Evaluation

How to evaluate Foyle’s performance

What You’ll Learn

How to quantitatively evaluate Foyle’s AI quality

Building an Evaluation Dataset

To evaluate Foyle’s performance, you need to build an evaluation dataset. This dataset should contain a set of examples where you know the correct answer. Each example should be a .foyle file that ends with a code block containing a command. The last command represents the command you’d like Foyle to predict when the input is the rest of the document.

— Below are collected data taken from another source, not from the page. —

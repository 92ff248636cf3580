use super::*;
use crate::declarations::DeclaredUnit;
use crate::diagnostics::diagnostic_codes;
use crate::options::CheckerOptions;
use crate::state::{CheckResult, check_unit};
use stc_ast::{AstBuilder, NodeArena};
use stc_solver::TypeStore;

fn run_unit(mut b: AstBuilder, classes: Vec<NodeIndex>, script: Vec<NodeIndex>) -> (TypeStore, CheckResult) {
    let root = b.unit(classes, script);
    let arena = b.finish();
    let mut store = TypeStore::new();
    let result =
        check_unit(&mut store, &arena, root, CheckerOptions::default()).expect("check succeeds");
    (store, result)
}

fn run(b: AstBuilder, script: Vec<NodeIndex>) -> (TypeStore, CheckResult) {
    run_unit(b, Vec::new(), script)
}

#[test]
fn test_incompatible_initializer_is_reported() {
    let mut b = AstBuilder::new();
    let text = b.string("s");
    let decl = b.decl("x", TypeRef::named("int"), text);
    let (_, result) = run(b, vec![decl]);

    assert_eq!(result.codes(), vec![diagnostic_codes::CANNOT_ASSIGN_VALUE_OF_TYPE]);
    assert_eq!(result.metadata.inferred_type(decl), Some(TypeId::INT));
}

#[test]
fn test_declared_supertype_flows_value_type() {
    let mut b = AstBuilder::new();
    let text = b.string("s");
    let decl = b.decl("o", TypeRef::named("Object"), text);
    let use_site = b.var("o");
    let stmt = b.expr_stmt(use_site);
    let (store, result) = run(b, vec![decl, stmt]);

    assert!(result.diagnostics.is_empty());
    assert_eq!(result.metadata.inferred_type(decl), Some(store.string_type()));
    assert_eq!(result.metadata.inferred_type(use_site), Some(store.string_type()));
}

#[test]
fn test_null_assignment_restores_declared_type() {
    let mut b = AstBuilder::new();
    let text = b.string("s");
    let decl = b.decl("o", TypeRef::named("Object"), text);
    let nothing = b.null();
    let clear = b.assign_stmt("o", nothing);
    let receiver = b.var("o");
    let call = b.call(receiver, "toUpperCase", Vec::new());
    let stmt = b.expr_stmt(call);
    let (store, result) = run(b, vec![decl, clear, stmt]);

    assert_eq!(result.codes(), vec![diagnostic_codes::CANNOT_FIND_MATCHING_METHOD]);
    assert_eq!(result.metadata.inferred_type(receiver), Some(store.object_type()));
}

#[test]
fn test_for_in_over_list_types_loop_variable() {
    let mut b = AstBuilder::new();
    let a = b.string("a");
    let list = b.list(vec![a]);
    let s = b.var("s");
    let call = b.call(s, "length", Vec::new());
    let stmt = b.expr_stmt(call);
    let body = b.block(vec![stmt]);
    let for_in = b.for_in("s", None, list, body);
    let (store, result) = run(b, vec![for_in]);

    assert!(result.diagnostics.is_empty());
    assert_eq!(result.metadata.inferred_type(s), Some(store.string_type()));
    assert_eq!(result.metadata.inferred_type(call), Some(TypeId::INT));
}

#[test]
fn test_for_in_with_incompatible_variable_type() {
    let mut b = AstBuilder::new();
    let a = b.string("a");
    let list = b.list(vec![a]);
    let body = b.block(Vec::new());
    let for_in = b.for_in("i", Some(TypeRef::named("Integer")), list, body);
    let (_, result) = run(b, vec![for_in]);

    assert_eq!(result.codes(), vec![diagnostic_codes::CANNOT_ASSIGN_VALUE_OF_TYPE]);
}

#[test]
fn test_element_type_of_map_is_entry() {
    let store = TypeStore::new();
    let arena = NodeArena::new();
    let declared = DeclaredUnit::default();
    let state = CheckerState::new(&store, &arena, &declared, CheckerOptions::default());

    let wk = store.well_known();
    let integer = store.class_type(wk.integer, &[]);
    let map = store.class_type(wk.linked_hash_map, &[store.string_type(), integer]);
    assert_eq!(
        state.element_type(map),
        store.class_type(wk.map_entry, &[store.string_type(), integer])
    );
    assert_eq!(state.element_type(store.string_type()), store.string_type());
    assert_eq!(state.element_type(store.array_of(TypeId::INT)), TypeId::INT);
    assert_eq!(state.element_type(TypeId::DYNAMIC), TypeId::DYNAMIC);
}

#[test]
fn test_multi_catch_variable_is_common_superclass() {
    let mut b = AstBuilder::new();
    let body = b.block(Vec::new());
    let e = b.var("e");
    let stmt = b.expr_stmt(e);
    let handler = b.block(vec![stmt]);
    let clause = CatchClause {
        types: vec![
            TypeRef::named("IOException"),
            TypeRef::named("IllegalArgumentException"),
        ],
        name: "e".to_string(),
        body: handler,
    };
    let try_catch = b.try_catch(body, vec![clause], NodeIndex::NONE);
    let (store, result) = run(b, vec![try_catch]);

    let exception = store.class_type(store.well_known().exception, &[]);
    assert_eq!(result.metadata.inferred_type(e), Some(exception));
}

#[test]
fn test_return_mismatch_is_reported() {
    let mut b = AstBuilder::new();
    let text = b.string("s");
    let ret = b.ret(text);
    let method = b.method("count", Vec::new(), Some(TypeRef::named("int")), vec![ret]);
    let class = b.class("Counter", Vec::new(), vec![method]);
    let (_, result) = run_unit(b, vec![class], Vec::new());

    assert_eq!(result.codes(), vec![diagnostic_codes::CANNOT_RETURN_VALUE_OF_TYPE]);
}

#[test]
fn test_void_method_returning_value_is_reported() {
    let mut b = AstBuilder::new();
    let one = b.int(1);
    let ret = b.ret(one);
    let method = b.method("run", Vec::new(), Some(TypeRef::named("void")), vec![ret]);
    let class = b.class("Job", Vec::new(), vec![method]);
    let (_, result) = run_unit(b, vec![class], Vec::new());

    assert_eq!(result.codes(), vec![diagnostic_codes::CANNOT_RETURN_VALUE_OF_TYPE]);
}

#[test]
fn test_switch_without_default_keeps_prior_type() {
    let mut b = AstBuilder::new();
    let one = b.int(1);
    let decl = b.def("x", one);
    let subject = b.var("x");
    let case_value = b.int(1);
    let text = b.string("s");
    let assign = b.assign_stmt("x", text);
    let case_body = b.block(vec![assign]);
    let switch = b.switch(
        subject,
        vec![SwitchCase {
            values: vec![case_value],
            body: case_body,
        }],
    );
    let after = b.var("x");
    let stmt = b.expr_stmt(after);
    let (store, result) = run(b, vec![decl, switch, stmt]);

    let expected = least_upper_bound(&store, &[store.string_type(), TypeId::INT]);
    assert!(result.diagnostics.is_empty());
    assert_eq!(result.metadata.inferred_type(after), Some(expected));
}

Its usually a good idea to start by hand crafting a few examples based on knowledge of your infrastructure and the kinds of questions you expect to ask. A good place to start is by creating examples that test basic knowledge of how your infrastructure is configured e.g.

  1. Describe the cluster used for dev/prod?
  2. List the service accounts used for dev
  3. List image repositories

A common theme here is to think about what information a new hire would need to know to get started. Even a new hire experienced in the technologies you use would need to be informed about your specific configuration; e.g. what AWS Account/GCP project to use.

For the next set of examples, you can start to think about conventions your teams use. For example, if you have specific tagging conventions for images or labels you should come up with examples that test whether Foyle has learned those conventions

  1. Describe the prod image for service foo?
  2. Fetch the logs for the service bar?
  3. List the deployment for application foo?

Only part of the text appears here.